Normal goods Example:


When the equation gives a positive result, the good is a normal good. A normal good
is one where demand is directly proportional to income. For example, if, following an
increase in income from 40,000 to 50,000, an individual consumer buys 40 DVD
films per year, instead of 20, then the coefficient is:
+100/+25
= (+) 4.0
The positive sign means that the good is a normal good, and because the coefficient
is greater than one, demand for the good responds more than proportionately to a

change in income. This indicates the good is not a necessity like food, and would be
considered a relative luxury for this individual.

Inferior goods Example:


When YED is negative, the good is classified as inferior. For example, if, following an
increase in income from 40,000 to 50,000, a consumer buys 180 loaves of bread
per year instead of 200, then the YED is:
-10/+25
= (-) 0.4
The negative sign means that the good is inferior, and, because the coefficient is
less than one, demand for the good does not respond significantly to a change in
income. This indicates that the good is not particularly inferior compared with a good
which has a YED of > (-)1.

Why does a firm want to know YED?


There several reasons why a firm would want to know YED, including the following:

Sales forecasting

A firm can predict the impact of a change in income on sales volume (Q), and sales
revenue (P x Q).
For example, a hypothetical car manufacturer has calculated that YED with respect
to its luxury car is (+) 3.8, and it has also undertaken research to discover that
consumer incomes will rise by 2% next year. It can now predict the impact of this
change.

Pricing policy

Knowing YED helps the firm decide whether to raise or lower price following a
change in consumer incomes. If incomes are falling and YED is positive, a reduction
in price might help compensate for the reduction in demand.

Diversification

Firms can diversify and offer a range of goods with different YEDs to spread the risks
associated with changes in the level of national income. For example, a car

manufacturer may produce cars with a range of YED values, so that sales are
stabilised as the economy grows and declines.

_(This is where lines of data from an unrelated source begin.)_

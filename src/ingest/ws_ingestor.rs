//! On-chain `OrderFilled` log subscriber. Connection-lifecycle/backoff
//! shape grounded directly on `scrapers/polymarket_ws.rs`, reused here for
//! the RPC log-subscription use case instead of the CLOB book feed
//! (SPEC_FULL.md §4.1).

use std::sync::Arc;
use std::time::Duration;

use chrono::Utc;
use futures_util::{SinkExt, StreamExt};
use rand::Rng;
use serde::Deserialize;
use tokio_tungstenite::connect_async;
use tokio_tungstenite::tungstenite::Message;
use tracing::{info, warn};
use uuid::Uuid;

use crate::db::Store;
use crate::health::HealthState;
use crate::models::{EnrichmentStatus, TradeEvent, TradeSource};
use crate::wallets::{attribute, WalletRegistry};

use super::decode::{attribute_fill, decode_order_filled, DecodeError, RawLog};

#[derive(Debug, Clone, Copy, PartialEq, Eq)]
pub enum ConnState {
    Disconnected,
    Connecting,
    Connected,
    Subscribed,
    Resubscribing,
}

const BASE_BACKOFF: Duration = Duration::from_secs(1);
const MAX_BACKOFF: Duration = Duration::from_secs(300);
const RATE_LIMIT_SCHEDULE_SECS: [u64; 3] = [120, 240, 480];
const RATE_LIMIT_CAP_SECS: u64 = 600;

pub struct WsIngestor {
    ws_url: String,
    store: Store,
    wallets: Arc<WalletRegistry>,
    health: Option<Arc<HealthState>>,
}

impl WsIngestor {
    pub fn new(ws_url: String, store: Store, wallets: Arc<WalletRegistry>) -> Self {
        WsIngestor { ws_url, store, wallets, health: None }
    }

    pub fn with_health(mut self, health: Arc<HealthState>) -> Self {
        self.health = Some(health);
        self
    }

    pub async fn run(self) {
        let mut state = ConnState::Disconnected;
        let mut backoff = BASE_BACKOFF;
        let mut rate_limit_attempt: usize = 0;

        loop {
            state = ConnState::Connecting;
            match self.connect_and_stream(&mut state).await {
                Ok(()) => {
                    backoff = BASE_BACKOFF;
                    rate_limit_attempt = 0;
                }
                Err(WsIngestError::RateLimited) => {
                    let idx = rate_limit_attempt.min(RATE_LIMIT_SCHEDULE_SECS.len() - 1);
                    let secs = RATE_LIMIT_SCHEDULE_SECS[idx].min(RATE_LIMIT_CAP_SECS);
                    let retry_not_before = Utc::now() + chrono::Duration::seconds(secs as i64);
                    let _ = self
                        .store
                        .set_checkpoint("ws:retry_not_before", &retry_not_before.to_rfc3339())
                        .await;
                    warn!(secs, "rate limited (429), backing off on separate schedule");
                    tokio::time::sleep(Duration::from_secs(secs)).await;
                    rate_limit_attempt += 1;
                    continue;
                }
                Err(WsIngestError::Other(err)) => {
                    warn!(error = %err, "ws ingest stream ended, reconnecting");
                }
            }
            state = ConnState::Disconnected;
            if let Some(health) = &self.health {
                health.set_ws_connected(false);
            }
            let jitter: f64 = rand::thread_rng().gen_range(0.9..1.1);
            let sleep_for = Duration::from_secs_f64(backoff.as_secs_f64() * jitter);
            tokio::time::sleep(sleep_for).await;
            backoff = (backoff * 2).min(MAX_BACKOFF);
        }
    }

    async fn connect_and_stream(&self, state: &mut ConnState) -> Result<(), WsIngestError> {
        let connect_fut = connect_async(&self.ws_url);
        let (ws_stream, _) = tokio::time::timeout(Duration::from_secs(30), connect_fut)
            .await
            .map_err(|_| WsIngestError::Other(anyhow::anyhow!("connect timed out")))?
            .map_err(|e| WsIngestError::Other(e.into()))?;
        *state = ConnState::Connected;
        info!("ws ingestor connected");

        let (mut write, mut read) = ws_stream.split();
        let sub_msg = serde_json::json!({ "type": "logs_subscribe" });
        write
            .send(Message::Text(sub_msg.to_string()))
            .await
            .map_err(|e| WsIngestError::Other(e.into()))?;
        *state = ConnState::Subscribed;
        if let Some(health) = &self.health {
            health.set_ws_connected(true);
        }
        let _ = self
            .store
            .enqueue(
                "reconcile",
                &format!("reconcile:{}", Utc::now().timestamp_millis()),
                &serde_json::json!({ "sinceMinutes": 5 }).to_string(),
            )
            .await;

        let mut last_fingerprint = self.wallets.current().fingerprint();
        let mut refresh_interval = tokio::time::interval(Duration::from_secs(60));

        loop {
            tokio::select! {
                _ = refresh_interval.tick() => {
                    if let Ok(changed) = self.wallets.refresh_from_store(&self.store).await {
                        let fp = self.wallets.current().fingerprint();
                        if changed && fp != last_fingerprint {
                            *state = ConnState::Resubscribing;
                            write.send(Message::Text(sub_msg.to_string())).await
                                .map_err(|e| WsIngestError::Other(e.into()))?;
                            *state = ConnState::Subscribed;
                            last_fingerprint = fp;
                        }
                    }
                }
                msg = read.next() => {
                    match msg {
                        Some(Ok(Message::Text(text))) => {
                            if let Err(err) = self.handle_message(&text).await {
                                warn!(error = %err, "failed to process ws message");
                            }
                        }
                        Some(Ok(Message::Close(frame))) => {
                            if frame.as_ref().map(|f| f.code == tokio_tungstenite::tungstenite::protocol::frame::coding::CloseCode::Policy).unwrap_or(false) {
                                return Err(WsIngestError::RateLimited);
                            }
                            return Err(WsIngestError::Other(anyhow::anyhow!("ws closed")));
                        }
                        None => return Err(WsIngestError::Other(anyhow::anyhow!("ws stream ended"))),
                        Some(Err(err)) => return Err(WsIngestError::Other(err.into())),
                        _ => {}
                    }
                }
            }
        }
    }

    async fn handle_message(&self, text: &str) -> anyhow::Result<()> {
        let envelope: LogEnvelope = match serde_json::from_str(text) {
            Ok(e) => e,
            Err(_) => return Ok(()),
        };
        let raw = envelope.into_raw_log();

        let decoded = match decode_order_filled(&raw) {
            Ok(d) => d,
            Err(DecodeError::Removed) => return Ok(()),
            Err(err) => {
                warn!(error = %err, "dropping malformed OrderFilled log");
                return Ok(());
            }
        };

        let snapshot = self.wallets.current();
        let attribution = match attribute(&snapshot, &decoded.maker, &decoded.taker) {
            Some(a) => a,
            None => return Ok(()),
        };
        let fill = attribute_fill(&decoded, attribution.from_maker);
        let now = Utc::now();

        let trade = TradeEvent {
            id: Uuid::new_v4().to_string(),
            source: TradeSource::OnchainWs,
            source_id: None,
            tx_hash: raw.tx_hash.clone(),
            log_index: Some(raw.log_index),
            is_canonical: true,
            profile_wallet: attribution.followed_user_id.clone(),
            proxy_wallet: attribution.proxy_wallet.clone(),
            side: fill.side,
            price_micros: fill.price_micros,
            share_micros: fill.share_micros,
            notional_micros: fill.notional_micros,
            fee_micros: decoded.fee_micros,
            event_time: now,
            detect_time: now,
            market_id: None,
            asset_id: Some(fill.outcome_asset_id.to_string()),
            raw_token_id: Some(fill.outcome_asset_id.to_string()),
            condition_id: None,
            enrichment_status: EnrichmentStatus::Pending,
        };

        let inserted = self.store.insert_trade_event(&trade).await?;
        if inserted {
            if let Some(health) = &self.health {
                health.note_canonical_event(now);
            }
            self.store
                .set_checkpoint("alchemy:lastBlock", &envelope.block_number.to_string())
                .await?;
            let payload = serde_json::json!({
                "tradeEventId": trade.id,
                "followedUserId": trade.profile_wallet,
            });
            self.store
                .enqueue("ingestEvents", &trade.id, &payload.to_string())
                .await?;
        }
        Ok(())
    }
}

enum WsIngestError {
    RateLimited,
    Other(anyhow::Error),
}

#[derive(Debug, Deserialize)]
struct LogEnvelope {
    #[serde(rename = "transactionHash")]
    tx_hash: String,
    #[serde(rename = "logIndex")]
    log_index: i64,
    #[serde(default)]
    removed: bool,
    topics: Vec<String>,
    data_words: Vec<String>,
    #[serde(default, rename = "blockNumber")]
    block_number: i64,
}

impl LogEnvelope {
    fn into_raw_log(&self) -> RawLog {
        RawLog {
            tx_hash: self.tx_hash.clone(),
            log_index: self.log_index,
            removed: self.removed,
            topics: self.topics.clone(),
            data_words: self.data_words.clone(),
        }
    }
}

The higher the positive value for YED, the greater the effect of a change in
national income on consumer demand.
How do Firms make use of estimates of income elasticity of demand?
Knowledge of income elasticity of demand helps firms predict the effect of an
economic cycle on sales. Luxury products with high income elasticity see greater
sales volatility over the business cycle than necessities where demand from
consumers is less sensitive to changes in the cycle.
Income elasticity and the pattern of consumer demand
As we become better off, we can afford to increase our spending on different goods
and services. The income elasticity of demand will also affect the pattern of demand
over time.

For normal luxury goods - income elasticity of demand exceeds +1, so as


incomes rise, the proportion of a consumer's income spent on that product will
go up.

For normal necessities (income elasticity of demand is positive but less than
1) and for inferior goods (where the income elasticity of demand is negative)
then as income rises, the share or proportion of their budget on these
products will fall

For inferior goods as income rise, demand will decline and so too will the
share of income spent on inferior products.